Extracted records
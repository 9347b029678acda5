// ABOUTME: Prompt Forge CLI - compose prompts, talk to the local model, manage presets and chats
// ABOUTME: Thin clap front end over PromptStudio
//
// SPDX-License-Identifier: MIT OR Apache-2.0
// Copyright (c) 2025 Pierre Fitness Intelligence
//!
//! Usage:
//! ```bash
//! # Show the prompt that would be sent, without calling the model
//! prompt-forge compose "a poem about rain" --task writing --tone formal --detail brief
//!
//! # Point at a local Ollama runtime and check it
//! prompt-forge config set-model --model llama3
//! prompt-forge check
//!
//! # Generate into a new chat, then continue it
//! prompt-forge generate "a launch email for our budgeting app" --task marketing
//! prompt-forge generate "make it shorter" --chat <CHAT_ID>
//!
//! # Presets and chats
//! prompt-forge presets create "Blog" --task writing --tone friendly
//! prompt-forge chats list
//! ```

mod commands;
mod helpers;

use clap::{Parser, Subcommand};
use helpers::options::OptionArgs;
use prompt_forge::config::AppConfig;
use prompt_forge::constants::model::{DEFAULT_BASE_URL, DEFAULT_PROVIDER};
use prompt_forge::errors::AppResult;
use prompt_forge::logging::LoggingConfig;
use prompt_forge::studio::PromptStudio;
use std::path::PathBuf;
use tracing::debug;

type Result<T> = AppResult<T>;

#[derive(Parser)]
#[command(
    name = "prompt-forge",
    about = "Local-first prompt composer",
    long_about = "Builds structured prompts from short descriptions and sends them to a language model running on this machine."
)]
struct Cli {
    #[command(subcommand)]
    command: Command,

    /// Data directory override
    #[arg(long, global = true)]
    data_dir: Option<PathBuf>,

    /// User the presets and chats belong to
    #[arg(long, global = true, default_value = "local")]
    user: String,

    /// Enable debug logging
    #[arg(long, short = 'v', global = true)]
    verbose: bool,
}

#[non_exhaustive]
#[derive(Subcommand)]
enum Command {
    /// Print the composed prompt without calling the model
    Compose {
        /// What to create
        input: String,

        #[command(flatten)]
        options: OptionArgs,

        /// Recompose even if a cached composition exists
        #[arg(long)]
        no_cache: bool,
    },

    /// Compose, send to the local model and record the exchange
    Generate {
        /// What to create
        input: String,

        /// Chat to continue (a new chat is started otherwise)
        #[arg(long)]
        chat: Option<String>,

        #[command(flatten)]
        options: OptionArgs,
    },

    /// Check that the configured local model is reachable
    Check,

    /// Local model configuration
    Config {
        #[command(subcommand)]
        action: ConfigCommand,
    },

    /// Preset management
    Presets {
        #[command(subcommand)]
        action: PresetCommand,
    },

    /// Chat history
    Chats {
        #[command(subcommand)]
        action: ChatCommand,
    },
}

#[non_exhaustive]
#[derive(Subcommand)]
enum ConfigCommand {
    /// Save the local model runtime settings
    SetModel {
        /// Model name as known to the runtime
        #[arg(long)]
        model: String,

        /// Runtime base URL (loopback only)
        #[arg(long, default_value = DEFAULT_BASE_URL)]
        base_url: String,

        /// Runtime identifier
        #[arg(long, default_value = DEFAULT_PROVIDER)]
        provider: String,

        /// Do not make the local model the default provider
        #[arg(long)]
        not_default: bool,
    },

    /// Show the effective configuration
    Show,
}

#[non_exhaustive]
#[derive(Subcommand)]
enum PresetCommand {
    /// List presets
    List,

    /// Save the given options as a preset
    Create {
        /// Preset name
        name: String,

        #[command(flatten)]
        options: OptionArgs,
    },

    /// Copy a preset
    Duplicate {
        /// Preset ID to copy
        preset_id: String,

        /// Name for the copy
        #[arg(long)]
        name: Option<String>,
    },

    /// Delete a preset
    Delete {
        /// Preset ID to delete
        preset_id: String,
    },
}

#[non_exhaustive]
#[derive(Subcommand)]
enum ChatCommand {
    /// List chats, most recent first
    List,

    /// Print a chat's messages
    Show {
        /// Chat ID
        chat_id: String,
    },

    /// Start an empty chat
    Create {
        /// Chat title
        #[arg(long)]
        title: Option<String>,
    },

    /// Delete a chat and its messages
    Delete {
        /// Chat ID
        chat_id: String,
    },
}

#[tokio::main]
async fn main() -> Result<()> {
    let cli = Cli::parse();

    if let Err(e) = LoggingConfig::from_env().verbose(cli.verbose).init() {
        eprintln!("logging disabled: {e}");
    }

    let config = match cli.data_dir {
        Some(dir) => AppConfig::with_data_dir(dir),
        None => AppConfig::from_env()?,
    };
    debug!(data_dir = %config.data_dir.display(), "configuration loaded");
    let studio = PromptStudio::open(config)?;
    let user = cli.user.as_str();

    match cli.command {
        Command::Compose {
            input,
            options,
            no_cache,
        } => commands::generate::compose(&studio, user, &input, &options, no_cache).await?,
        Command::Generate {
            input,
            chat,
            options,
        } => commands::generate::generate(&studio, user, &input, chat.as_deref(), &options).await?,
        Command::Check => commands::generate::check(&studio).await?,
        Command::Config { action } => match action {
            ConfigCommand::SetModel {
                model,
                base_url,
                provider,
                not_default,
            } => {
                commands::config::set_model(&studio, provider, base_url, model, !not_default)
                    .await?;
            }
            ConfigCommand::Show => commands::config::show(&studio).await?,
        },
        Command::Presets { action } => match action {
            PresetCommand::List => commands::presets::list(&studio, user).await?,
            PresetCommand::Create { name, options } => {
                commands::presets::create(&studio, user, &name, &options).await?;
            }
            PresetCommand::Duplicate { preset_id, name } => {
                commands::presets::duplicate(&studio, user, &preset_id, name.as_deref()).await?;
            }
            PresetCommand::Delete { preset_id } => {
                commands::presets::delete(&studio, user, &preset_id).await?;
            }
        },
        Command::Chats { action } => match action {
            ChatCommand::List => commands::chats::list(&studio, user).await?,
            ChatCommand::Show { chat_id } => commands::chats::show(&studio, user, &chat_id).await?,
            ChatCommand::Create { title } => {
                commands::chats::create(&studio, user, title.as_deref()).await?;
            }
            ChatCommand::Delete { chat_id } => {
                commands::chats::delete(&studio, user, &chat_id).await?;
            }
        },
    }

    Ok(())
}
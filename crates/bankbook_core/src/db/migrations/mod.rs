//! SQLite migration registry and executor.
//!
//! # Responsibility
//! - Register schema migrations in strictly increasing order.
//! - Apply pending migrations atomically.
//!
//! # Invariants
//! - `version` values must remain monotonic.
//! - Applied migration version is mirrored to `PRAGMA user_version`.

use crate::db::{DbError, DbResult};
use rusqlite::Connection;

#[derive(Debug, Clone, Copy)]
struct Migration {
    version: u32,
    sql: &'static str,
}

const MIGRATIONS: &[Migration] = &[Migration {
    version: 1,
    sql: include_str!("0001_accounts.sql"),
}];

/// Returns the latest migration version known by this binary.
pub fn latest_version() -> u32 {
    MIGRATIONS.last().map_or(0, |migration| migration.version)
}

/// Applies all pending migrations on the provided connection.
pub fn apply_migrations(conn: &mut Connection) -> DbResult<()> {
    let current_version = current_user_version(conn)?;
    let latest = latest_version();

    if current_version > latest {
        return Err(DbError::UnsupportedSchemaVersion {
            db_version: current_version,
            latest_supported: latest,
        });
    }

    if current_version == latest {
        return Ok(());
    }

    let tx = conn.transaction()?;
    for migration in MIGRATIONS {
        if migration.version <= current_version {
            continue;
        }

        tx.execute_batch(migration.sql)?;
        tx.execute_batch(&format!("PRAGMA user_version = {};", migration.version))?;
    }
    tx.commit()?;

    Ok(())
}

fn current_user_version(conn: &Connection) -> DbResult<u32> {
    let version = conn.query_row("PRAGMA user_version;", [], |row| row.get::<_, u32>(0))?;
    Ok(version)
}
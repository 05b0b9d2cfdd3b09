//! Account domain model.
//!
//! # Responsibility
//! - Define the in-memory shape of one `accounts` row.
//! - Provide the exact cents conversion used by the persistence layer.
//!
//! # Invariants
//! - `id` is `None` until the first successful insert and never changes
//!   afterwards.
//! - `balance` carries at most two fractional digits; anything finer is a
//!   validation error, not a rounding opportunity.
//! - `creation_time` is fixed at construction and persisted verbatim.

use chrono::{NaiveDate, NaiveDateTime, Utc};
use rust_decimal::prelude::ToPrimitive;
use rust_decimal::Decimal;
use serde::{Deserialize, Serialize};
use std::error::Error;
use std::fmt::{Display, Formatter};

/// Database-generated primary key for accounts.
///
/// Kept as a type alias to make semantic intent explicit in signatures.
pub type AccountId = i64;

/// Validation failure for account state that must not reach the database.
#[derive(Debug, Clone, Copy, PartialEq, Eq)]
pub enum AccountValidationError {
    /// Balance has more than two fractional digits.
    BalanceTooPrecise { scale: u32 },
    /// Balance does not fit the storable minor-unit range.
    BalanceOutOfRange,
}

impl Display for AccountValidationError {
    fn fmt(&self, f: &mut Formatter<'_>) -> std::fmt::Result {
        match self {
            Self::BalanceTooPrecise { scale } => write!(
                f,
                "balance has scale {scale}; at most 2 fractional digits are storable"
            ),
            Self::BalanceOutOfRange => write!(f, "balance is outside the storable range"),
        }
    }
}

impl Error for AccountValidationError {}

/// One bank account row.
///
/// The record is plain data; identity is assigned by the database on insert
/// and all behavior lives in the repository/service layers.
#[derive(Debug, Clone, PartialEq, Eq, Serialize, Deserialize)]
pub struct Account {
    /// Generated primary key. `None` for accounts not yet persisted.
    pub id: Option<AccountId>,
    pub first_name: String,
    pub last_name: String,
    pub email: String,
    /// Calendar date without a time component.
    pub birthday: NaiveDate,
    /// Record creation timestamp, fixed once at construction.
    pub creation_time: NaiveDateTime,
    /// Exact monetary balance, two fractional digits.
    pub balance: Decimal,
}

impl Account {
    /// Creates an unpersisted account with a zero balance.
    ///
    /// # Invariants
    /// - `id` starts as `None` until `save`/`insert` assigns one.
    /// - `balance` starts as `0.00`.
    pub fn new(
        first_name: impl Into<String>,
        last_name: impl Into<String>,
        email: impl Into<String>,
        birthday: NaiveDate,
    ) -> Self {
        Self {
            id: None,
            first_name: first_name.into(),
            last_name: last_name.into(),
            email: email.into(),
            birthday,
            creation_time: Utc::now().naive_utc(),
            balance: Decimal::new(0, 2),
        }
    }

    /// Returns whether this account has been persisted at least once.
    pub fn is_persisted(&self) -> bool {
        self.id.is_some()
    }

    /// Converts the balance into integer minor units (cents).
    ///
    /// This is the storage representation; it fails instead of rounding when
    /// the balance cannot be expressed exactly.
    pub fn balance_cents(&self) -> Result<i64, AccountValidationError> {
        balance_to_cents(self.balance)
    }

    /// Checks that this account can be persisted without precision loss.
    pub fn validate(&self) -> Result<(), AccountValidationError> {
        self.balance_cents().map(|_| ())
    }
}

/// Converts a decimal balance into exact integer cents.
pub fn balance_to_cents(balance: Decimal) -> Result<i64, AccountValidationError> {
    let scaled = balance
        .checked_mul(Decimal::ONE_HUNDRED)
        .ok_or(AccountValidationError::BalanceOutOfRange)?;
    if !scaled.is_integer() {
        return Err(AccountValidationError::BalanceTooPrecise {
            scale: balance.scale(),
        });
    }
    scaled.to_i64().ok_or(AccountValidationError::BalanceOutOfRange)
}

/// Converts stored integer cents back into a scale-2 decimal.
pub fn balance_from_cents(cents: i64) -> Decimal {
    Decimal::new(cents, 2)
}
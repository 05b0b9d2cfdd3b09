//! SQLite storage bootstrap and schema migration entry points.
//!
//! # Responsibility
//! - Open and configure SQLite connections for bankbook core.
//! - Apply schema migrations in deterministic order.
//!
//! # Invariants
//! - Migration version is tracked via `PRAGMA user_version`.
//! - Repository code must not touch application data before migrations
//!   succeed.

use std::error::Error;
use std::fmt::{Display, Formatter};

pub mod migrations;
mod open;

pub use open::{open_db, open_db_in_memory};

pub type DbResult<T> = Result<T, DbError>;

#[derive(Debug)]
pub enum DbError {
    Sqlite(rusqlite::Error),
    UnsupportedSchemaVersion {
        db_version: u32,
        latest_supported: u32,
    },
}

impl Display for DbError {
    fn fmt(&self, f: &mut Formatter<'_>) -> std::fmt::Result {
        match self {
            Self::Sqlite(err) => write!(f, "{err}"),
            Self::UnsupportedSchemaVersion {
                db_version,
                latest_supported,
            } => write!(
                f,
                "database schema version {db_version} is newer than supported {latest_supported}"
            ),
        }
    }
}

impl Error for DbError {
    fn source(&self) -> Option<&(dyn Error + 'static)> {
        match self {
            Self::Sqlite(err) => Some(err),
            Self::UnsupportedSchemaVersion { .. } => None,
        }
    }
}

impl From<rusqlite::Error> for DbError {
    fn from(value: rusqlite::Error) -> Self {
        Self::Sqlite(value)
    }
}
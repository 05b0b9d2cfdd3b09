use bankbook_core::db::migrations::latest_version;
use bankbook_core::db::{open_db, open_db_in_memory, DbError};
use rusqlite::Connection;

#[test]
fn open_db_in_memory_applies_all_migrations() {
    let conn = open_db_in_memory().unwrap();

    assert_eq!(schema_version(&conn), latest_version());
    assert_table_exists(&conn, "accounts");
}

#[test]
fn opening_same_database_twice_is_idempotent() {
    let dir = tempfile::tempdir().unwrap();
    let path = dir.path().join("bankbook.db");

    let conn_first = open_db(&path).unwrap();
    assert_eq!(schema_version(&conn_first), latest_version());
    drop(conn_first);

    let conn_second = open_db(&path).unwrap();
    assert_eq!(schema_version(&conn_second), latest_version());
    assert_table_exists(&conn_second, "accounts");
}

#[test]
fn opening_database_with_newer_schema_version_returns_error() {
    let dir = tempfile::tempdir().unwrap();
    let path = dir.path().join("future.db");

    let conn = Connection::open(&path).unwrap();
    conn.execute_batch("PRAGMA user_version = 999;").unwrap();
    drop(conn);

    let err = open_db(&path).unwrap_err();
    match err {
        DbError::UnsupportedSchemaVersion {
            db_version,
            latest_supported,
        } => {
            assert_eq!(db_version, 999);
            assert_eq!(latest_supported, latest_version());
        }
        other => panic!("unexpected error: {other}"),
    }
}

#[test]
fn schema_rejects_negative_balances_at_the_engine_level() {
    let conn = open_db_in_memory().unwrap();

    let result = conn.execute(
        "INSERT INTO accounts (
            first_name, last_name, email, birthday, creation_time, balance_cents
        ) VALUES ('Monty', 'Burns', 'burns@example.com',
                  '1920-09-15', '2024-01-01T00:00:00', -1);",
        [],
    );

    assert!(result.is_err());
}

fn schema_version(conn: &Connection) -> u32 {
    conn.query_row("PRAGMA user_version;", [], |row| row.get(0))
        .unwrap()
}

fn assert_table_exists(conn: &Connection, table_name: &str) {
    let exists: i64 = conn
        .query_row(
            "SELECT EXISTS(
                SELECT 1
                FROM sqlite_master
                WHERE type = 'table' AND name = ?1
            );",
            [table_name],
            |row| row.get(0),
        )
        .unwrap();
    assert_eq!(exists, 1, "table {table_name} does not exist");
}
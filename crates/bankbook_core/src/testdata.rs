//! Random account generator for tests and local experiments.
//!
//! # Responsibility
//! - Build realistic-looking `Account` values with randomized fields.
//!
//! # Invariants
//! - Generated balances are whole currency units in
//!   `[MIN_BALANCE_VALUE, MAX_BALANCE_VALUE)`, carried at scale 2.

use crate::model::account::Account;
use chrono::NaiveDate;
use rand::Rng;
use rust_decimal::Decimal;

pub const MIN_BALANCE_VALUE: i64 = 1_000;
pub const MAX_BALANCE_VALUE: i64 = 200_000;

const FIRST_NAMES: &[&str] = &[
    "Ada", "Bart", "Clara", "Dmytro", "Elena", "Frank", "Grace", "Homer", "Iryna", "Jonas",
    "Kateryna", "Lisa", "Marge", "Nils", "Oksana", "Petro",
];

const LAST_NAMES: &[&str] = &[
    "Andersen", "Bondar", "Carlsen", "Dahl", "Eriksen", "Fischer", "Gruber", "Hansen", "Ivanov",
    "Jensen", "Koval", "Larsen", "Melnyk", "Nilsen", "Olsen", "Petersen",
];

/// Generates one unpersisted account with randomized fields.
pub fn generate_account() -> Account {
    let mut rng = rand::thread_rng();
    let first_name = FIRST_NAMES[rng.gen_range(0..FIRST_NAMES.len())];
    let last_name = LAST_NAMES[rng.gen_range(0..LAST_NAMES.len())];
    let email = format!(
        "{}.{}@example.com",
        first_name.to_lowercase(),
        last_name.to_lowercase()
    );

    let mut account = Account::new(first_name, last_name, email, random_birthday(&mut rng));
    account.balance = random_balance(&mut rng);
    account
}

/// Generates `count` independently randomized accounts.
pub fn generate_account_list(count: usize) -> Vec<Account> {
    (0..count).map(|_| generate_account()).collect()
}

fn random_birthday(rng: &mut impl Rng) -> NaiveDate {
    let year = rng.gen_range(1950..=2004);
    let month = rng.gen_range(1..=12);
    let day = rng.gen_range(1..=28);
    NaiveDate::from_ymd_opt(year, month, day).expect("days up to 28 exist in every month")
}

fn random_balance(rng: &mut impl Rng) -> Decimal {
    let whole_units = rng.gen_range(MIN_BALANCE_VALUE..MAX_BALANCE_VALUE);
    Decimal::new(whole_units * 100, 2)
}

> [WORK TO BE COMPLETED]
Which lines of the records contain "None"? Show each of them.

> [SOLUTION]
        None => AppConfig::from_env()?,
//! - `id` is `None` until the first successful insert and never changes
    /// Generated primary key. `None` for accounts not yet persisted.
    /// - `id` starts as `None` until `save`/`insert` assigns one.
            id: None,
            Self::UnsupportedSchemaVersion { .. } => None,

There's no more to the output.